Transposition (Recital 32 and Article 16): following the approval of the Joint Political Declarations on explanatory documents by the European Parliament, the Commission and the Council, the Commission sent a letter to the Council justifying the need for providing explanatory documents in the case of the Single Permit Directive. The Council, subsequently, inserted a new Recital 32 and amended the relevant Article of the Directive.

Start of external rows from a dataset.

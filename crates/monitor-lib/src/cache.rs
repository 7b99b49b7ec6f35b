//! Per-run metadata cache
//!
//! The flavor catalogue and the user directory are loaded at most once per
//! site scan. Concurrent first lookups join the same load instead of
//! issuing duplicate provider calls. E-mail lookups are cached per subject
//! and the cache may be shared by every site of one run.

use dashmap::DashMap;
use std::collections::HashMap;
use std::future::Future;
use std::sync::Arc;
use tokio::sync::OnceCell;

use crate::models::{EmailStatus, Flavor, User};

/// Flavors of one site keyed by name
pub type FlavorCatalog = HashMap<String, Flavor>;

/// Users of one site keyed by provider user id
pub type UserDirectory = HashMap<String, User>;

/// Single-flight cache of directory e-mail lookups
#[derive(Debug, Default)]
pub struct EmailCache {
    entries: DashMap<String, Arc<OnceCell<EmailStatus>>>,
}

impl EmailCache {
    pub fn new() -> Self {
        Self::default()
    }

    /// Cached status for `subject`, running `lookup` only for the first caller
    pub async fn get_or_lookup<F, Fut>(&self, subject: &str, lookup: F) -> EmailStatus
    where
        F: FnOnce() -> Fut,
        Fut: Future<Output = EmailStatus>,
    {
        // The shard guard must not be held across the await.
        let cell = Arc::clone(&self.entries.entry(subject.to_string()).or_default());
        cell.get_or_init(lookup).await.clone()
    }

    pub fn contains(&self, subject: &str) -> bool {
        self.entries
            .get(subject)
            .is_some_and(|cell| cell.initialized())
    }

    pub fn len(&self) -> usize {
        self.entries.len()
    }

    pub fn is_empty(&self) -> bool {
        self.entries.is_empty()
    }
}

/// Caches owned by one site scan
#[derive(Debug, Default)]
pub struct MetadataCache {
    flavors: OnceCell<FlavorCatalog>,
    users: OnceCell<UserDirectory>,
    emails: Arc<EmailCache>,
}

impl MetadataCache {
    pub fn new() -> Self {
        Self::default()
    }

    /// Cache whose e-mail lookups are shared with other sites
    pub fn with_email_cache(emails: Arc<EmailCache>) -> Self {
        Self {
            emails,
            ..Self::default()
        }
    }

    /// Flavor catalogue, loaded on first use. A failed load should yield an
    /// empty catalogue so the site is not asked again during the run.
    pub async fn flavors<F, Fut>(&self, load: F) -> &FlavorCatalog
    where
        F: FnOnce() -> Fut,
        Fut: Future<Output = FlavorCatalog>,
    {
        self.flavors.get_or_init(load).await
    }

    pub fn flavors_loaded(&self) -> bool {
        self.flavors.initialized()
    }

    /// User directory, loaded on first use
    pub async fn users<F, Fut>(&self, load: F) -> &UserDirectory
    where
        F: FnOnce() -> Fut,
        Fut: Future<Output = UserDirectory>,
    {
        self.users.get_or_init(load).await
    }

    pub fn users_loaded(&self) -> bool {
        self.users.initialized()
    }

    pub fn emails(&self) -> &Arc<EmailCache> {
        &self.emails
    }
}
//! Site listing command

use anyhow::Result;
use monitor_lib::MonitorConfig;
use serde::Serialize;
use tabled::Tabled;

use crate::output::{print_table, OutputFormat};

/// Row for sites table
#[derive(Tabled, Serialize)]
struct SiteRow {
    #[tabled(rename = "Site")]
    name: String,
    #[tabled(rename = "Identity endpoint")]
    auth_url: String,
    #[tabled(rename = "Identity provider")]
    identity_provider: String,
    #[tabled(rename = "VOs")]
    vos: String,
}

/// List configured sites, optionally only those hosting `vo`
pub fn list_sites(config: &MonitorConfig, vo: Option<&str>, format: OutputFormat) -> Result<()> {
    let mut rows: Vec<SiteRow> = config
        .sites
        .iter()
        .filter(|site| vo.map_or(true, |vo| site.project_for(vo).is_some()))
        .map(|site| SiteRow {
            name: site.name.clone(),
            auth_url: site.auth_url.to_string(),
            identity_provider: site.identity_provider.clone(),
            vos: site
                .projects
                .iter()
                .map(|p| p.vo.as_str())
                .collect::<Vec<_>>()
                .join(", "),
        })
        .collect();
    rows.sort_by(|a, b| a.name.cmp(&b.name));

    print_table(&rows, format);
    Ok(())
}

Conclusion: the Council's Position at first reading reflects the compromise reached in negotiations between the Council and the European Parliament, facilitated by the Commission. The Chair of the European Parliament's LIBE Committee in a letter dated 15 July 2011 to the Chairman of COREPER had indicated that if the compromise text is transmitted to Parliament as Council's position at first reading, he will recommend to the members of LIBE, and subsequently to the plenary, that the Council's position be accepted without amendments in Parliament's second reading, subject to verification by the lawyer-linguists of both institutions.